[Data for this task Boundary: Start]
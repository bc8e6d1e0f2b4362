use anyhow::Context;
use std::sync::Arc;
use std::time::Duration;
use tokio::time::{sleep, timeout_at, Instant};

use super::assembly::{JobId, JobStatus, TranscriptJob, TranscriptionService};
use crate::{Result, ScribeError};

/// Transcription job processor
pub struct TranscriptionProcessor {
    service: Arc<dyn TranscriptionService>,
    job_id: JobId,
    interval: Duration,
    timeout: Duration,
}

impl TranscriptionProcessor {
    pub fn new(
        service: Arc<dyn TranscriptionService>,
        job_id: JobId,
        interval: Duration,
        timeout: Duration,
    ) -> Self {
        Self {
            service,
            job_id,
            interval,
            timeout,
        }
    }

    /// Poll the job until it leaves queued/processing.
    ///
    /// Every check waits one interval first. A completed job is returned as-is; an `error`
    /// status or any status this client does not know ends polling with a failure. Network
    /// errors are not retried. If the next check would land past the deadline, or a status
    /// request is still pending when it passes, polling stops with [`ScribeError::PollTimeout`].
    pub async fn wait_for_completion(&self) -> Result<TranscriptJob> {
        let start_time = Instant::now();
        let deadline = start_time + self.timeout;
        let mut check_count = 0u32;

        loop {
            if Instant::now() + self.interval > deadline {
                return Err(self.timed_out(start_time, check_count));
            }

            sleep(self.interval).await;
            check_count += 1;

            // A status request still in flight at the deadline is abandoned
            let job = match timeout_at(deadline, self.service.fetch(&self.job_id)).await {
                Ok(fetched) => fetched.context("Failed to get transcription job status")?,
                Err(_) => return Err(self.timed_out(start_time, check_count)),
            };

            match job.status.clone() {
                status if status.is_pending() => {
                    tracing::debug!(
                        job_id = %self.job_id,
                        status = status.as_str(),
                        elapsed_secs = start_time.elapsed().as_secs(),
                        check_count,
                        "Transcribing..."
                    );
                }
                JobStatus::Completed => {
                    tracing::info!(
                        job_id = %self.job_id,
                        elapsed_secs = start_time.elapsed().as_secs(),
                        check_count,
                        "Transcription completed"
                    );
                    return Ok(job);
                }
                JobStatus::Error => {
                    let failure_reason = job.error.as_deref().unwrap_or("Unknown error");
                    tracing::error!(job_id = %self.job_id, reason = failure_reason, "Transcription error");
                    return Err(ScribeError::TranscriptionFailed(format!(
                        "job {} failed: {}",
                        self.job_id, failure_reason
                    ))
                    .into());
                }
                other => {
                    return Err(ScribeError::TranscriptionFailed(format!(
                        "unexpected status {} for job {}",
                        other.as_str(),
                        self.job_id
                    ))
                    .into());
                }
            }
        }
    }

    fn timed_out(&self, start_time: Instant, check_count: u32) -> anyhow::Error {
        tracing::warn!(job_id = %self.job_id, check_count, "Transcription polling timed out");
        ScribeError::PollTimeout {
            job_id: self.job_id.to_string(),
            waited_secs: start_time.elapsed().as_secs(),
        }
        .into()
    }
}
[Data for this task Boundary: End]
● Exercise goal: Line by line, copy the records exactly.

● Solution to the exercise:
repository bc8e6d1e0f2b4362
use anyhow::Context;
use std::sync::Arc;
use std::time::Duration;
use tokio::time::{sleep, timeout_at, Instant};

use super::assembly::{JobId, JobStatus, TranscriptJob, TranscriptionService};
use crate::{Result, ScribeError};

/// Transcription job processor
pub struct TranscriptionProcessor {
    service: Arc<dyn TranscriptionService>,
    job_id: JobId,
    interval: Duration,
    timeout: Duration,
}

impl TranscriptionProcessor {
    pub fn new(
        service: Arc<dyn TranscriptionService>,
        job_id: JobId,
        interval: Duration,
        timeout: Duration,
    ) -> Self {
        Self {
            service,
            job_id,
            interval,
            timeout,
        }
    }

    /// Poll the job until it leaves queued/processing.
    ///
    /// Every check waits one interval first. A completed job is returned as-is; an `error`
    /// status or any status this client does not know ends polling with a failure. Network
    /// errors are not retried. If the next check would land past the deadline, or a status
    /// request is still pending when it passes, polling stops with [`ScribeError::PollTimeout`].
    pub async fn wait_for_completion(&self) -> Result<TranscriptJob> {
        let start_time = Instant::now();
        let deadline = start_time + self.timeout;
        let mut check_count = 0u32;

        loop {
            if Instant::now() + self.interval > deadline {
                return Err(self.timed_out(start_time, check_count));
            }

            sleep(self.interval).await;
            check_count += 1;

            // A status request still in flight at the deadline is abandoned
            let job = match timeout_at(deadline, self.service.fetch(&self.job_id)).await {
                Ok(fetched) => fetched.context("Failed to get transcription job status")?,
                Err(_) => return Err(self.timed_out(start_time, check_count)),
            };

            match job.status.clone() {
                status if status.is_pending() => {
                    tracing::debug!(
                        job_id = %self.job_id,
                        status = status.as_str(),
                        elapsed_secs = start_time.elapsed().as_secs(),
                        check_count,
                        "Transcribing..."
                    );
                }
                JobStatus::Completed => {
                    tracing::info!(
                        job_id = %self.job_id,
                        elapsed_secs = start_time.elapsed().as_secs(),
                        check_count,
                        "Transcription completed"
                    );
                    return Ok(job);
                }
                JobStatus::Error => {
                    let failure_reason = job.error.as_deref().unwrap_or("Unknown error");
                    tracing::error!(job_id = %self.job_id, reason = failure_reason, "Transcription error");
                    return Err(ScribeError::TranscriptionFailed(format!(
                        "job {} failed: {}",
                        self.job_id, failure_reason
                    ))
                    .into());
                }
                other => {
                    return Err(ScribeError::TranscriptionFailed(format!(
                        "unexpected status {} for job {}",
                        other.as_str(),
                        self.job_id
                    ))
                    .into());
                }
            }
        }
    }

    fn timed_out(&self, start_time: Instant, check_count: u32) -> anyhow::Error {
        tracing::warn!(job_id = %self.job_id, check_count, "Transcription polling timed out");
        ScribeError::PollTimeout {
            job_id: self.job_id.to_string(),
            waited_secs: start_time.elapsed().as_secs(),
        }
        .into()
    }
}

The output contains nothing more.